Recently I’ve read the following, Adam Grant quote:
If you judge your worth by your achievements, you feel worthless whenever you fall short of a goal.
Stable self-confidence comes from learning to separate your performance from your self-esteem.
Excellence is a reflection of effort, skill, and luck-not your value as a person.
Very interesting. It made me think….
So this means excellence is a measurable standard. Then we can reach this goal by combining the different percentages of effort, skills and luck. Right? And it is only about performance, no personal values involved, as far as I’ve understood.
Trying to apply this theory to myself, as I’m not a lucky girl, I could reach the excellence “playing” with my skills and effort “only”.

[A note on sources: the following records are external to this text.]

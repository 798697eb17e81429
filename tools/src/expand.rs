use crate::error::PuzzleError;
use crate::puzzle::advance;
use crate::rules::{MoveError, Rules};
use crate::source::{PuzzleRecord, Step};
use nn::encoding::{encode, EncodedPosition};

/// Position reached by one legal reply, labeled by whether the reply is the
/// puzzle solution
#[derive(Debug, Clone, PartialEq)]
pub struct CandidateRow {
    pub position: EncodedPosition,
    /// 1.0 for the solution, 0.0 otherwise
    pub target: f32,
    /// FEN after the reply
    pub fen: String,
    /// The reply, in the notation of the rules engine
    pub mov: String,
}

impl CandidateRow {
    pub fn is_solution(&self) -> bool {
        self.target == 1.0
    }
}

/// Encodes the position after every legal reply from `advanced_fen`.
///
/// Rows come in the order the rules engine enumerates moves, which carries no
/// meaning. A terminal position yields no rows. If `target_move` is not legal
/// here, no row is labeled as the solution; this is not an error.
pub fn expand<R: Rules>(
    rules: &R,
    advanced_fen: &str,
    target_move: &str,
) -> Result<Vec<CandidateRow>, PuzzleError> {
    let position = rules
        .parse_fen(advanced_fen)
        .map_err(|e| PuzzleError::MalformedFen {
            fen: advanced_fen.to_string(),
            reason: e.to_string(),
        })?;

    let moves = rules.legal_moves(&position);
    if moves.is_empty() {
        return Ok(vec![]);
    }

    let target = match rules.parse_move(&position, target_move) {
        Ok(mov) => Some(mov),
        Err(MoveError::Illegal(_)) => None,
        Err(MoveError::Syntax(notation)) => return Err(PuzzleError::MalformedMove(notation)),
    };

    moves
        .iter()
        .map(|mov| {
            let fen = rules.to_fen(&rules.play(&position, mov));

            Ok(CandidateRow {
                position: encode(&fen)?,
                target: if target.as_ref() == Some(mov) { 1.0 } else { 0.0 },
                fen,
                mov: rules.move_notation(mov),
            })
        })
        .collect()
}

/// Advances the record if it still holds its setup move, then expands it
pub fn expand_record<R: Rules>(
    rules: &R,
    record: &PuzzleRecord,
) -> Result<Vec<CandidateRow>, PuzzleError> {
    match &record.step {
        Step::Moves(moves) => {
            let advanced = advance(rules, &record.fen, moves)?;
            expand(rules, &advanced.fen, &advanced.target_move)
        }
        Step::Target(target_move) => expand(rules, &record.fen, target_move),
        Step::Malformed(reason) => Err(PuzzleError::MalformedRow(reason.clone())),
    }
}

So far I should have reached a fairly good level of excellence working less, being my skills increased even by experience. This sounds pretty good if it only were true. What really happened is that I think I’m working harder than before. Where did I go wrong? What would Pareto say? What is the best combination of percentages to get the optimized solution? 80/20, right?
Is this really the priority? Is this really so rational? What if my only care is being an excellent human being? Could I perform this the same way? Well, I think the same theory is applicable only if we put our personal values among the required skills and…keep working hard. No excuses. My granny would say “There’s nothing valuable you can achieve without hard work”.
When love and skill work together, expect a masterpiece.